Background: Abnormal energy metabolism is an important mechanism in the development of bupivacaine-induced cardiotoxicity. Apelin, a peptide derived from adipocytes, plays a pivotal role in both energy metabolism and the regulation of the cardiovascular system, thereby potentially linking it to bupivacaine-induced cardiotoxicity.
Methods: Our study employed both an ex vivo Sprague-Dawley neonatal rat cardiomyocyte-based bupivacaine toxicity model and an in vivo bupivacaine-induced adult male Sprague-Dawley rat asystole model. Beating frequency ratio, survival rate and oxygen consumption rate were assessed, and changes in mitochondrial ultrastructure were examined. The expression of adenosine monophosphate-activated protein kinase, acetyl coenzyme-A carboxylase, and peroxisome proliferator-activated receptor-gamma coactivator-1α were quantified.

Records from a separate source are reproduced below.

//! Lossy image codec capability
//!
//! The packet layer only needs "compress at a quality" and "decompress";
//! any codec that provides both can be plugged in.

use image::codecs::jpeg::JpegEncoder;
use image::{ImageFormat, RgbImage};

use super::{FrameError, FrameResult};

/// A lossy image codec
pub trait ImageCodec: Send + Sync {
    /// Compress `image` at `quality` (1-100)
    fn compress(&self, image: &RgbImage, quality: u8) -> FrameResult<Vec<u8>>;

    /// Decompress bytes previously produced by [`ImageCodec::compress`]
    fn decompress(&self, data: &[u8]) -> FrameResult<RgbImage>;
}

/// Baseline JPEG, the format cameras and stations agree on
#[derive(Debug, Clone, Copy, Default)]
pub struct JpegCodec;

impl ImageCodec for JpegCodec {
    fn compress(&self, image: &RgbImage, quality: u8) -> FrameResult<Vec<u8>> {
        let mut data = Vec::new();
        let mut encoder = JpegEncoder::new_with_quality(&mut data, quality.clamp(1, 100));
        encoder
            .encode_image(image)
            .map_err(|e| FrameError::Encode(e.to_string()))?;
        Ok(data)
    }

    fn decompress(&self, data: &[u8]) -> FrameResult<RgbImage> {
        let image = image::load_from_memory_with_format(data, ImageFormat::Jpeg)
            .map_err(|e| FrameError::Decode(e.to_string()))?;
        Ok(image.to_rgb8())
    }
}

#[cfg(test)]
mod tests {
    use super::*;
    use image::Rgb;

    #[test]
    fn test_jpeg_signature() {
        let image = RgbImage::from_pixel(16, 16, Rgb([200, 10, 10]));
        let data = JpegCodec.compress(&image, 90).unwrap();
        assert_eq!(&data[..2], &[0xFF, 0xD8]);
    }

    #[test]
    fn test_lower_quality_is_smaller() {
        let image = RgbImage::from_fn(128, 128, |x, y| {
            Rgb([(x * 2) as u8, (y * 2) as u8, ((x ^ y) * 2) as u8])
        });
        let high = JpegCodec.compress(&image, 95).unwrap();
        let low = JpegCodec.compress(&image, 40).unwrap();
        assert!(low.len() < high.len());
    }

    #[test]
    fn test_color_survives_roundtrip() {
        let image = RgbImage::from_pixel(32, 32, Rgb([255, 255, 255]));
        let data = JpegCodec.compress(&image, 90).unwrap();
        let decoded = JpegCodec.decompress(&data).unwrap();
        assert_eq!(decoded.dimensions(), (32, 32));
        assert!(decoded.get_pixel(16, 16).0.iter().all(|&c| c > 240));
    }
}
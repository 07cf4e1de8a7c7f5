//! Request routing for offgrid.
//!
//! This crate classifies intercepted requests, applies a caching strategy
//! per route class, and manages the install/activate lifecycle of the
//! versioned cache store.

pub mod classify;
pub mod fetch;
pub mod lifecycle;
pub mod placeholder;
pub mod request;
pub mod router;
pub mod strategy;

#[cfg(test)]
mod testing;

pub use classify::{Classifier, RouteClass};
pub use fetch::{FetchClient, FetchConfig, Transport};
pub use lifecycle::{ActivateReport, InstallReport, Lifecycle, LifecycleState};
pub use request::{InterceptedRequest, RequestMode};
pub use reqwest::Method;
pub use router::Router;
pub use strategy::{Outcome, Strategy};
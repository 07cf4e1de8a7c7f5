//! Scripted transport for strategy, lifecycle, and router tests.

use std::collections::HashMap;
use std::sync::{Arc, Mutex};

use async_trait::async_trait;
use bytes::Bytes;
use offgrid_core::{CacheDb, CacheKey, CacheStore, Error, Snapshot};

use crate::fetch::Transport;
use crate::request::InterceptedRequest;
use crate::strategy::{Refresher, StrategyContext};

#[derive(Clone)]
enum Reply {
    Respond { status: u16, content_type: String, body: Bytes },
    Hang,
}

/// Answers only the URLs it has been told about; everything else is offline.
#[derive(Default)]
pub(crate) struct StubTransport {
    replies: Mutex<HashMap<String, Reply>>,
    calls: Mutex<HashMap<String, usize>>,
}

impl StubTransport {
    pub(crate) fn new() -> Self {
        Self::default()
    }

    pub(crate) fn respond(&self, url: &str, status: u16, content_type: &str, body: &str) {
        let reply = Reply::Respond {
            status,
            content_type: content_type.to_string(),
            body: Bytes::copy_from_slice(body.as_bytes()),
        };
        self.replies.lock().unwrap().insert(url.to_string(), reply);
    }

    /// Accept the request but never answer.
    pub(crate) fn hang(&self, url: &str) {
        self.replies.lock().unwrap().insert(url.to_string(), Reply::Hang);
    }

    pub(crate) fn go_offline(&self) {
        self.replies.lock().unwrap().clear();
    }

    pub(crate) fn calls(&self, url: &str) -> usize {
        self.calls.lock().unwrap().get(url).copied().unwrap_or(0)
    }
}

#[async_trait]
impl Transport for StubTransport {
    async fn fetch(&self, request: &InterceptedRequest) -> Result<Snapshot, Error> {
        let url = request.url.as_str().to_string();
        *self.calls.lock().unwrap().entry(url.clone()).or_default() += 1;

        let reply = self.replies.lock().unwrap().get(&url).cloned();
        match reply {
            Some(Reply::Respond { status, content_type, body }) => {
                Ok(Snapshot::new(status, vec![("content-type".into(), content_type)], body))
            }
            Some(Reply::Hang) => std::future::pending().await,
            None => Err(Error::Network(format!("{url}: offline"))),
        }
    }
}

/// A store, a stub network, and a refresher wired together.
pub(crate) struct Harness {
    pub(crate) store: CacheStore,
    pub(crate) stub: Arc<StubTransport>,
    pub(crate) transport: Arc<dyn Transport>,
    pub(crate) refresher: Refresher,
}

impl Harness {
    pub(crate) async fn new() -> Self {
        let db = CacheDb::open_in_memory().await.unwrap();
        let store = db.open_store("offgrid-cache-v1").await.unwrap();
        let stub = Arc::new(StubTransport::new());
        let transport: Arc<dyn Transport> = stub.clone();
        Self { store, stub, transport, refresher: Refresher::new() }
    }

    pub(crate) fn ctx(&self) -> StrategyContext<'_> {
        StrategyContext { store: &self.store, transport: &self.transport, refresher: &self.refresher }
    }

    pub(crate) async fn seed(&self, url: &str, body: &str) {
        let response = Snapshot::new(200, vec![("content-type".into(), "text/plain".into())], body.to_string());
        self.store.put(&CacheKey::get(url), &response).await.unwrap();
    }

    pub(crate) async fn stored_body(&self, url: &str) -> Option<Bytes> {
        self.store.get(&CacheKey::get(url)).await.unwrap().map(|s| s.body)
    }
}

Results: Exogenous [Pyr1]apelin-13 22 μmol/L improved bupivacaine-induced 90 μmol/L inhibition of the cardiomyocyte beating frequency ratio (mean difference 0.48; 95% CI: 0.35-0.62; P <0.001; n = 5) after a 20 min exposure. [Pyr1]apelin-13 also preserved mitochondrial ultrastructure, modulated oxygen consumption rate, and these protective effects were nullified by apelin receptor short hairpin ribonucleic acid. Exogenous [Pyr1]apelin-13 0.15 mg/kg improved the survival rate in adult male rats with bupivacaine-induced 30 mg/kg asystole (12/12 [100%] versus 6/12 [50%]; P = 0.014), while the presence of the specific apelin receptor antagonist Phe13-Ala, at an equivalent dose abolished this benefit (3/12 [25%]). Additionally, apelin treatment was associated with upregulation of metabolic proteins, including adenosine monophosphate-activated protein kinase, acetyl coenzyme-A carboxylase, and peroxisome proliferator-activated receptor-gamma coactivator-1α in the heart tissue over a 60 min period.
Discussion: Despite apelin being identified initially as the sole apelin receptor ligand, evidence shows distinct effects between apelin and apelin receptor knockout models, as well as Phe13-Ala and adenovirus-mediated apelin receptor interventions. We confirmed that the cardioprotective effects of apelin depend on apelin receptor interaction.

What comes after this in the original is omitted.